Our guidance would imply roughly $105 million.

Kevin Campbell

Okay, great. So on the G&A, if we're looking at sort of a run rate, we should back those exit activities and certain costs out actually, and then add the $7 million because now your guidance going forward includes that and then add the non-cash comp number and that will get us to a more normalized number?

Is there anything else I'm missing?

Ronald LaBorde

The $7 million, just to make sure I understand your question. That's -- go back through that for me again, please.

Kevin Campbell

Yes. So if we're looking at the fourth quarter G&A, we should sort of take that number and we can back out these exit activities and the certain costs, and then that would be a run rate, we can add the $2.5 million from the non-cash comp and then add whatever portion of the $7 million that is related to the SEC's and the finance committee investigations?

Ronald LaBorde

Oh, okay. Yes.

Operator

And ladies and gentlemen, that does conclude today's question-and-answer session. I would like to turn the conference back to Mr.

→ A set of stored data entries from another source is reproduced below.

#[cfg(feature = "record-gstreamer")]
mod gst_writer {
    //! GStreamer encoding writer: appsrc -> videoconvert -> encoder ->
    //! muxer -> filesink.

    use anyhow::{anyhow, Context, Result};
    use gstreamer::prelude::*;
    use std::path::Path;

    use super::{Codec, FrameWriter};
    use crate::frame::Frame;

    pub(super) struct GstWriter {
        pipeline: gstreamer::Pipeline,
        appsrc: gstreamer_app::AppSrc,
        frame_duration: gstreamer::ClockTime,
        frames_written: u64,
        finished: bool,
    }

    impl GstWriter {
        pub(super) fn create(
            path: &Path,
            codec: Codec,
            container: &str,
            width: u32,
            height: u32,
            fps: f64,
        ) -> Result<Self> {
            gstreamer::init().context("initialize gstreamer")?;

            let fps_n = (fps.max(1.0) * 1000.0).round() as i32;
            let description = format!(
                "appsrc name=src is-live=true format=time ! videoconvert ! {} ! {} ! \
                 filesink location={}",
                codec.gst_encoder(),
                muxer_for(container),
                path.display()
            );
            let pipeline = gstreamer::parse::launch(&description)
                .context("build recording pipeline")?
                .downcast::<gstreamer::Pipeline>()
                .map_err(|_| anyhow!("recording pipeline is not a Pipeline"))?;
            let appsrc = pipeline
                .by_name("src")
                .context("appsrc element missing from pipeline")?
                .downcast::<gstreamer_app::AppSrc>()
                .map_err(|_| anyhow!("appsrc element has unexpected type"))?;

            let caps = gstreamer_video::VideoInfo::builder(
                gstreamer_video::VideoFormat::Rgb,
                width,
                height,
            )
            .fps(gstreamer::Fraction::new(fps_n, 1000))
            .build()
            .context("build recording caps")?
            .to_caps()
            .context("convert recording caps")?;
            appsrc.set_caps(Some(&caps));

            pipeline
                .set_state(gstreamer::State::Playing)
                .context("set recording pipeline to Playing")?;

            let frame_duration =
                gstreamer::ClockTime::from_nseconds((1_000_000_000.0 / fps.max(1.0)) as u64);
            Ok(Self {
                pipeline,
                appsrc,
                frame_duration,
                frames_written: 0,
                finished: false,
            })
        }
    }

    impl FrameWriter for GstWriter {
        fn append(&mut self, frame: &Frame) -> Result<()> {
            let mut buffer = gstreamer::Buffer::with_size(frame.data.len())
                .context("allocate recording buffer")?;
            {
                let buffer = buffer
                    .get_mut()
                    .ok_or_else(|| anyhow!("recording buffer is not writable"))?;
                buffer.set_pts(self.frame_duration * self.frames_written);
                buffer.set_duration(self.frame_duration);
                let mut map = buffer.map_writable().context("map recording buffer")?;
                map.as_mut_slice().copy_from_slice(&frame.data);
            }
            self.appsrc
                .push_buffer(buffer)
                .map_err(|err| anyhow!("push frame to encoder: {}", err))?;
            self.frames_written += 1;
            Ok(())
        }

        fn finish(&mut self) -> Result<()> {
            if self.finished {
                return Ok(());
            }
            self.finished = true;
            self.appsrc
                .end_of_stream()
                .map_err(|err| anyhow!("signal end of stream: {}", err))?;
            if let Some(bus) = self.pipeline.bus() {
                use gstreamer::MessageView;
                while let Some(message) =
                    bus.timed_pop(gstreamer::ClockTime::from_seconds(5))
                {
                    match message.view() {
                        MessageView::Eos(..) => break,
                        MessageView::Error(err) => {
                            let _ = self.pipeline.set_state(gstreamer::State::Null);
                            return Err(anyhow!("finalize recording: {}", err.error()));
                        }
                        _ => {}
                    }
                }
            }
            self.pipeline
                .set_state(gstreamer::State::Null)
                .context("stop recording pipeline")?;
            Ok(())
        }
    }

    impl Drop for GstWriter {
        fn drop(&mut self) {
            if !self.finished {
                let _ = self.pipeline.set_state(gstreamer::State::Null);
            }
        }
    }

    fn muxer_for(container: &str) -> &'static str {
        match container.to_ascii_lowercase().as_str() {
            "mp4" => "mp4mux",
            "avi" => "avimux",
            "mkv" => "matroskamux",
            "mov" => "qtmux",
            other => {
                log::warn!("unknown container '{}', falling back to mp4", other);
                "mp4mux"
            }
        }
    }
}

// ----------------------------------------------------------------------------
// Artifact naming
// ----------------------------------------------------------------------------

/// Timestamped, collision-avoided path under `dir`.
fn unique_path(dir: &Path, prefix: &str, extension: &str) -> PathBuf {
    let stamp = chrono::Local::now().format("%Y%m%d_%H%M%S");
    let base = format!("{}_{}", prefix, stamp);
    let mut candidate = dir.join(format!("{}.{}", base, extension));
    let mut suffix = 1u32;
    while candidate.exists() {
        candidate = dir.join(format!("{}_{}.{}", base, suffix, extension));
        suffix += 1;
    }
    candidate
}

/// Write a still snapshot of `frame` as PNG under `dir`, returning the
/// path.
pub fn save_snapshot(frame: &Frame, dir: &Path) -> Result<PathBuf> {
    std::fs::create_dir_all(dir)
        .with_context(|| format!("create snapshot directory {}", dir.display()))?;
    let path = unique_path(dir, SNAPSHOT_PREFIX, "png");
    image::save_buffer(
        &path,
        &frame.data,
        frame.width,
        frame.height,
        image::ExtendedColorType::Rgb8,
    )
    .with_context(|| format!("write snapshot {}", path.display()))?;
    log::info!("snapshot saved: {}", path.display());
    Ok(path)
}

// ----------------------------------------------------------------------------
// Tests
// ----------------------------------------------------------------------------

#[cfg(test)]
mod tests {
    use super::*;

    fn test_frame(width: u32, height: u32) -> Frame {
        let mut data = vec![0u8; (width * height * 3) as usize];
        for (i, byte) in data.iter_mut().enumerate() {
            *byte = (i % 251) as u8;
        }
        Frame::new(width, height, 1, data)
    }

    fn test_recorder(dir: &Path) -> Recorder {
        Recorder::new(RecorderConfig {
            output_dir: dir.to_path_buf(),
            ..RecorderConfig::default()
        })
    }

    #[test]
    fn start_write_stop_produces_a_file() -> Result<()> {
        let dir = tempfile::tempdir()?;
        let mut recorder = test_recorder(dir.path());

        assert!(recorder.start(64, 48, 30.0));
        assert!(recorder.is_recording());
        let path = recorder.current_path().unwrap().to_path_buf();

        recorder.write_frame(&test_frame(64, 48));
        recorder.write_frame(&test_frame(64, 48));
        recorder.stop();

        assert!(!recorder.is_recording());
        assert!(recorder.current_path().is_none());
        let bytes = std::fs::read(&path)?;
        assert!(!bytes.is_empty());
        // Built-in writer emits an MJPEG stream: frames start with the
        // JPEG start-of-image marker.
        #[cfg(not(feature = "record-gstreamer"))]
        assert_eq!(&bytes[..2], &[0xFF, 0xD8]);
        Ok(())
    }

    #[test]
    fn start_while_active_fails_and_keeps_the_session() -> Result<()> {
        let dir = tempfile::tempdir()?;
        let mut recorder = test_recorder(dir.path());

        assert!(recorder.start(64, 48, 30.0));
        let first = recorder.current_path().unwrap().to_path_buf();

        assert!(!recorder.start(128, 96, 25.0));
        assert_eq!(recorder.current_path().unwrap(), first.as_path());
        assert!(recorder.is_recording());

        recorder.stop();
        Ok(())
    }

    #[test]
    fn stop_while_idle_is_a_safe_noop() -> Result<()> {
        let dir = tempfile::tempdir()?;
        let mut recorder = test_recorder(dir.path());
        recorder.stop();
        recorder.stop();
        assert!(!recorder.is_recording());
        Ok(())
    }

    #[test]
    fn write_frame_while_idle_is_a_noop() -> Result<()> {
        let dir = tempfile::tempdir()?;
        let mut recorder = test_recorder(dir.path());
        recorder.write_frame(&test_frame(64, 48));
        assert!(!recorder.is_recording());
        Ok(())
    }

    #[test]
    fn disabled_recording_rejects_start() -> Result<()> {
        let dir = tempfile::tempdir()?;
        let mut recorder = Recorder::new(RecorderConfig {
            enabled: false,
            output_dir: dir.path().to_path_buf(),
            ..RecorderConfig::default()
        });
        assert!(!recorder.start(64, 48, 30.0));
        assert!(!recorder.is_recording());
        Ok(())
    }

    #[test]
    fn zero_geometry_rejects_start() -> Result<()> {
        let dir = tempfile::tempdir()?;
        let mut recorder = test_recorder(dir.path());
        assert!(!recorder.start(0, 0, 30.0));
        Ok(())
    }

    #[test]
    fn back_to_back_sessions_get_distinct_paths() -> Result<()> {
        let dir = tempfile::tempdir()?;
        let mut recorder = test_recorder(dir.path());

        assert!(recorder.start(64, 48, 30.0));
        let first = recorder.current_path().unwrap().to_path_buf();
        recorder.stop();

        assert!(recorder.start(64, 48, 30.0));
        let second = recorder.current_path().unwrap().to_path_buf();
        recorder.stop();

        // Same-second restarts collide on the timestamp; the suffix
        // disambiguates.
        assert_ne!(first, second);
        Ok(())
    }

    #[test]
    fn unwritable_output_directory_fails_start() {
        let mut recorder = Recorder::new(RecorderConfig {
            output_dir: PathBuf::from("/proc/definitely/not/writable"),
            ..RecorderConfig::default()
        });
        assert!(!recorder.start(64, 48, 30.0));
        assert!(!recorder.is_recording());
    }

    #[test]
    fn snapshot_writes_a_png() -> Result<()> {
        let dir = tempfile::tempdir()?;
        let path = save_snapshot(&test_frame(32, 24), dir.path())?;
        let bytes = std::fs::read(&path)?;
        assert_eq!(&bytes[..4], &[0x89, b'P', b'N', b'G']);
        Ok(())
    }

    #[test]
    fn codec_names_resolve_with_fallback() {
        assert_eq!(Codec::from_name("mp4v"), Codec::Mpeg4);
        assert_eq!(Codec::from_name("h264"), Codec::H264);
        assert_eq!(Codec::from_name("AVC1"), Codec::H264);
        assert_eq!(Codec::from_name("xvid"), Codec::Xvid);
        assert_eq!(Codec::from_name("mjpg"), Codec::Mjpeg);
        assert_eq!(Codec::from_name("definitely-not-a-codec"), Codec::Mpeg4);
    }
}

Bill Borne for closing remarks.

William Borne

Thank you, Lisa. We appreciate everyone calling in to listen to our Fourth Quarter and Year-end Conference Call.

We feel that we're in a great position to capitalize in the long term, favorable trends in our sector. Again, we want to thank our employees for the effort that they provide to deliver outstanding care to our patients that we serve every day.

We look forward to our First Quarter 2012 Conference Call, and hope that you will be on the call again. Again, thanks, everybody, for calling in, and you all have a great day.

Operator

And again, ladies and gentlemen, that does conclude today's conference. Thank you all for your participation.